2024-12-23 韓国基礎科学研究院(IBS)
<関連情報>
- https://www.ibs.re.kr/cop/bbs/BBSMSTR_000000000738/selectBoardArticle.do?nttId=25428&pageIndex=1&searchCnd=&searchWrd=
- https://www.nature.com/articles/s41380-024-02865-2
リチウムはDYRK1AノックインマウスにおいてASDに関連する神経細胞、シナプス、行動の表現型を正常化する Lithium normalizes ASD-related neuronal, synaptic, and behavioral phenotypes in DYRK1A-knockin mice
Junyeop Daniel Roh,Mihyun Bae,Hyosang Kim,Yeji Yang,Yeunkeum Lee,Yisul Cho,Suho Lee,Yan Li,Esther Yang,Hyunjee Jang,Hyeonji Kim,Hyun Kim,Hyojin Kang,Jacob Ellegood,Jason P. Lerch,Yong Chul Bae,Jin Young Kim & Eunjoon Kim
Molecular Psychiatry Published:05 December 2024
DOI:https://doi.org/10.1038/s41380-024-02865-2
Abstract
Dyrk1A deficiency is linked to various neurodevelopmental disorders, including developmental delays, intellectual disability (ID) and autism spectrum disorders (ASD). Haploinsufficiency of Dyrk1a in mice reportedly leads to ASD-related phenotypes. However, the key pathological mechanisms remain unclear and human DYRK1A mutations remain uncharacterized in mice. Here, we generated and studied Dyrk1a-knockin mice carrying a human ASD patient mutation (Ile48LysfsX2; Dyrk1a-I48K mice).

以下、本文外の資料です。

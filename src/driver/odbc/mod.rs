// ODBC driver - the real call-based driver behind the emulation layer.
//
// - channel: commands sent to the connection worker
// - worker: the thread that owns the `odbc-api` environment, connection and statements
//
// Every call blocks the calling thread until the worker replies. Async callers should go through
// `SharedConnection` so the executor is not stalled.

mod channel;
mod worker;

use std::fmt;
use std::sync::Arc;
use std::sync::mpsc::{self, Sender};
use std::thread;

use tracing::debug;

use self::channel::{Command, Reply, reply_channel};
use self::worker::{OpenRequest, run_odbc_worker};
use super::{OdbcConnectionHandle, OdbcDriver, OdbcStatementHandle};
use crate::error::DbMakerError;
use crate::results::CustomDbRow;
use crate::types::RowValues;

/// [`OdbcDriver`] backed by the system ODBC driver manager via `odbc-api`.
#[derive(Debug, Clone, Copy, Default)]
pub struct OdbcApiDriver;

impl OdbcApiDriver {
    #[must_use]
    pub fn new() -> Self {
        Self
    }
}

impl OdbcDriver for OdbcApiDriver {
    fn open(
        &self,
        dsn: &str,
        username: &str,
        password: &str,
    ) -> Result<Box<dyn OdbcConnectionHandle>, DbMakerError> {
        let worker = OdbcWorker::spawn(OpenRequest {
            dsn: dsn.to_string(),
            username: username.to_string(),
            password: password.to_string(),
        })?;
        debug!(dsn, "odbc connection opened");
        Ok(Box::new(OdbcApiConnection {
            worker: Arc::new(worker),
        }))
    }
}

struct OdbcWorker {
    sender: Sender<Command>,
    dsn: String,
}

impl OdbcWorker {
    fn spawn(request: OpenRequest) -> Result<Self, DbMakerError> {
        let (sender, receiver) = mpsc::channel::<Command>();
        let (opened_tx, opened_rx) = reply_channel();
        let dsn = request.dsn.clone();
        thread::Builder::new()
            .name(format!("odbc-worker-{dsn}"))
            .spawn(move || run_odbc_worker(&request, opened_tx, &receiver))
            .map_err(|err| {
                DbMakerError::ConnectionError(format!("failed to spawn ODBC worker thread: {err}"))
            })?;

        opened_rx.recv().map_err(|_| {
            DbMakerError::ConnectionError("ODBC worker exited before connecting".into())
        })??;

        Ok(Self { sender, dsn })
    }

    fn request<T>(&self, build: impl FnOnce(Reply<T>) -> Command) -> Result<T, DbMakerError> {
        let (tx, rx) = reply_channel();
        let command = build(tx);
        let label = command.label();
        self.sender
            .send(command)
            .map_err(|_| DbMakerError::ConnectionError("ODBC worker closed".into()))?;
        rx.recv().map_err(|_| {
            DbMakerError::ConnectionError(format!("ODBC worker dropped during {label}"))
        })?
    }

    fn notify(&self, command: Command) {
        // The worker may already be gone during teardown; nothing to report then.
        let _ = self.sender.send(command);
    }
}

impl Drop for OdbcWorker {
    fn drop(&mut self) {
        self.notify(Command::Shutdown);
    }
}

impl fmt::Debug for OdbcWorker {
    fn fmt(&self, f: &mut fmt::Formatter<'_>) -> fmt::Result {
        f.debug_struct("OdbcWorker").field("dsn", &self.dsn).finish()
    }
}

#[derive(Debug)]
struct OdbcApiConnection {
    worker: Arc<OdbcWorker>,
}

impl OdbcConnectionHandle for OdbcApiConnection {
    fn set_autocommit(&mut self, enabled: bool) -> Result<(), DbMakerError> {
        self.worker.request(|respond_to| Command::SetAutocommit {
            enabled,
            respond_to,
        })
    }

    fn commit(&mut self) -> Result<(), DbMakerError> {
        self.worker
            .request(|respond_to| Command::Commit { respond_to })
    }

    fn rollback(&mut self) -> Result<(), DbMakerError> {
        self.worker
            .request(|respond_to| Command::Rollback { respond_to })
    }

    fn prepare(&mut self, sql: &str) -> Result<Box<dyn OdbcStatementHandle>, DbMakerError> {
        let stmt_id = self.worker.request(|respond_to| Command::Prepare {
            sql: sql.to_string(),
            respond_to,
        })?;
        Ok(Box::new(OdbcApiStatement {
            worker: Arc::clone(&self.worker),
            stmt_id,
        }))
    }
}

#[derive(Debug)]
struct OdbcApiStatement {
    worker: Arc<OdbcWorker>,
    stmt_id: u64,
}

impl OdbcStatementHandle for OdbcApiStatement {
    fn execute(&mut self, params: &[RowValues]) -> Result<(), DbMakerError> {
        let params = params.iter().map(RowValues::to_driver_param).collect();
        self.worker.request(|respond_to| Command::Execute {
            stmt_id: self.stmt_id,
            params,
            respond_to,
        })
    }

    fn fetch_row(&mut self) -> Result<Option<CustomDbRow>, DbMakerError> {
        self.worker.request(|respond_to| Command::FetchRow {
            stmt_id: self.stmt_id,
            respond_to,
        })
    }

    fn row_count(&mut self) -> Result<i64, DbMakerError> {
        self.worker.request(|respond_to| Command::RowCount {
            stmt_id: self.stmt_id,
            respond_to,
        })
    }
}

impl Drop for OdbcApiStatement {
    fn drop(&mut self) {
        self.worker.notify(Command::CloseStatement {
            stmt_id: self.stmt_id,
        });
    }
}
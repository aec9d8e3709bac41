mod case_fold;
mod row;

pub use case_fold::{json_keys_to_lower, rows_keys_to_lower};
pub use row::CustomDbRow;
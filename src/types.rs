use std::fmt;

use chrono::NaiveDateTime;
use serde_json::Value as JsonValue;

/// Values that can be stored in a database row or used as query parameters.
///
/// ```rust
/// use dbmaker_middleware::prelude::*;
///
/// let params = vec![
///     RowValues::Int(1),
///     RowValues::Text("alice".into()),
///     RowValues::Bool(true),
/// ];
/// # let _ = params;
/// ```
#[derive(Debug, Clone, PartialEq)]
pub enum RowValues {
    /// Integer value (64-bit)
    Int(i64),
    /// Floating point value (64-bit)
    Float(f64),
    /// Text/string value
    Text(String),
    /// Boolean value
    Bool(bool),
    /// Timestamp value
    Timestamp(NaiveDateTime),
    /// NULL value
    Null,
    /// JSON value
    JSON(JsonValue),
    /// Binary data
    Blob(Vec<u8>),
}

impl RowValues {
    /// Check if this value is NULL
    #[must_use]
    pub fn is_null(&self) -> bool {
        matches!(self, Self::Null)
    }

    #[must_use]
    pub fn as_int(&self) -> Option<&i64> {
        if let RowValues::Int(value) = self {
            Some(value)
        } else {
            None
        }
    }

    #[must_use]
    pub fn as_text(&self) -> Option<&str> {
        if let RowValues::Text(value) = self {
            Some(value)
        } else {
            None
        }
    }

    /// Interpret the value as a boolean. ODBC hands most values back as text, so `"1"`/`"0"`
    /// count as well as integers.
    #[must_use]
    pub fn as_bool(&self) -> Option<bool> {
        match self {
            RowValues::Bool(value) => Some(*value),
            RowValues::Int(1) => Some(true),
            RowValues::Int(0) => Some(false),
            RowValues::Text(s) => match s.trim() {
                "1" => Some(true),
                "0" => Some(false),
                _ => None,
            },
            _ => None,
        }
    }

    #[must_use]
    pub fn as_timestamp(&self) -> Option<NaiveDateTime> {
        if let RowValues::Timestamp(value) = self {
            return Some(*value);
        } else if let Some(s) = self.as_text() {
            // Try "YYYY-MM-DD HH:MM:SS"
            if let Ok(dt) = NaiveDateTime::parse_from_str(s, "%Y-%m-%d %H:%M:%S") {
                return Some(dt);
            }
            // Try "YYYY-MM-DD HH:MM:SS.SSS"
            if let Ok(dt) = NaiveDateTime::parse_from_str(s, "%Y-%m-%d %H:%M:%S.%3f") {
                return Some(dt);
            }
        }
        None
    }

    #[must_use]
    pub fn as_float(&self) -> Option<f64> {
        if let RowValues::Float(value) = self {
            Some(*value)
        } else {
            None
        }
    }

    #[must_use]
    pub fn as_blob(&self) -> Option<&[u8]> {
        if let RowValues::Blob(bytes) = self {
            Some(bytes)
        } else {
            None
        }
    }

    /// The form this value takes when bound to an ODBC parameter. Blobs stay binary; every other
    /// non-null value is sent as text.
    #[must_use]
    pub fn to_driver_param(&self) -> DriverParam {
        match self {
            RowValues::Int(i) => DriverParam::Text(i.to_string()),
            RowValues::Float(f) => DriverParam::Text(f.to_string()),
            RowValues::Text(s) => DriverParam::Text(s.clone()),
            RowValues::Bool(b) => DriverParam::Text(i64::from(*b).to_string()),
            RowValues::Timestamp(dt) => DriverParam::Text(dt.format("%F %T%.f").to_string()),
            RowValues::Null => DriverParam::Null,
            RowValues::JSON(jval) => DriverParam::Text(jval.to_string()),
            RowValues::Blob(bytes) => DriverParam::Binary(bytes.clone()),
        }
    }
}

/// A positional value as handed to the ODBC driver.
#[derive(Debug, Clone, PartialEq, Eq)]
pub enum DriverParam {
    Null,
    Text(String),
    Binary(Vec<u8>),
}

impl From<i64> for RowValues {
    fn from(value: i64) -> Self {
        RowValues::Int(value)
    }
}

impl From<i32> for RowValues {
    fn from(value: i32) -> Self {
        RowValues::Int(i64::from(value))
    }
}

impl From<f64> for RowValues {
    fn from(value: f64) -> Self {
        RowValues::Float(value)
    }
}

impl From<bool> for RowValues {
    fn from(value: bool) -> Self {
        RowValues::Bool(value)
    }
}

impl From<&str> for RowValues {
    fn from(value: &str) -> Self {
        RowValues::Text(value.to_string())
    }
}

impl From<String> for RowValues {
    fn from(value: String) -> Self {
        RowValues::Text(value)
    }
}

impl From<JsonValue> for RowValues {
    fn from(value: JsonValue) -> Self {
        RowValues::JSON(value)
    }
}

impl From<NaiveDateTime> for RowValues {
    fn from(value: NaiveDateTime) -> Self {
        RowValues::Timestamp(value)
    }
}

/// Key of a bound statement parameter.
///
/// Named keys keep the literal token text including the colon (`":id"`); positional keys are
/// 1-based, the way the host framework binds `?` placeholders.
#[derive(Debug, Clone, PartialEq, Eq, Hash)]
pub enum ParamKey {
    Named(String),
    Positional(usize),
}

impl From<&str> for ParamKey {
    fn from(name: &str) -> Self {
        ParamKey::Named(name.to_string())
    }
}

impl From<String> for ParamKey {
    fn from(name: String) -> Self {
        ParamKey::Named(name)
    }
}

impl From<usize> for ParamKey {
    fn from(position: usize) -> Self {
        ParamKey::Positional(position)
    }
}

impl fmt::Display for ParamKey {
    fn fmt(&self, f: &mut fmt::Formatter<'_>) -> fmt::Result {
        match self {
            ParamKey::Named(name) => f.write_str(name),
            ParamKey::Positional(position) => write!(f, "{position}"),
        }
    }
}

/// Which side of the connector produced a connection.
#[derive(Debug, Clone, Copy, PartialEq, Eq, Hash)]
pub enum ConnectionKind {
    /// A host-supplied driver that speaks the standard contract natively.
    Native,
    /// The ODBC-backed emulation in [`crate::emulation`].
    Emulated,
}

/// Identity recovered after an insert.
#[derive(Debug, Clone, PartialEq)]
pub enum InsertId {
    /// The catalog value was numeric.
    Int(i64),
    /// The catalog value as returned, when it was not numeric.
    Raw(RowValues),
}

impl InsertId {
    #[must_use]
    pub fn as_int(&self) -> Option<i64> {
        match self {
            InsertId::Int(id) => Some(*id),
            InsertId::Raw(_) => None,
        }
    }
}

These mice display severe microcephaly, social and cognitive deficits, dendritic shrinkage, excitatory synaptic deficits, and altered phospho-proteomic patterns enriched for multiple signaling pathways and synaptic proteins. Early chronic lithium treatment of newborn mutant mice rescues the brain volume, behavior, dendritic, synaptic, and signaling/synapse phospho-proteomic phenotypes at juvenile and adult stages. These results suggest that signaling/synaptic alterations contribute to the phenotypic alterations seen in Dyrk1a-I48K mice, and that early correction of these alterations by lithium treatment has long-lasting effects in preventing juvenile and adult-stage phenotypes.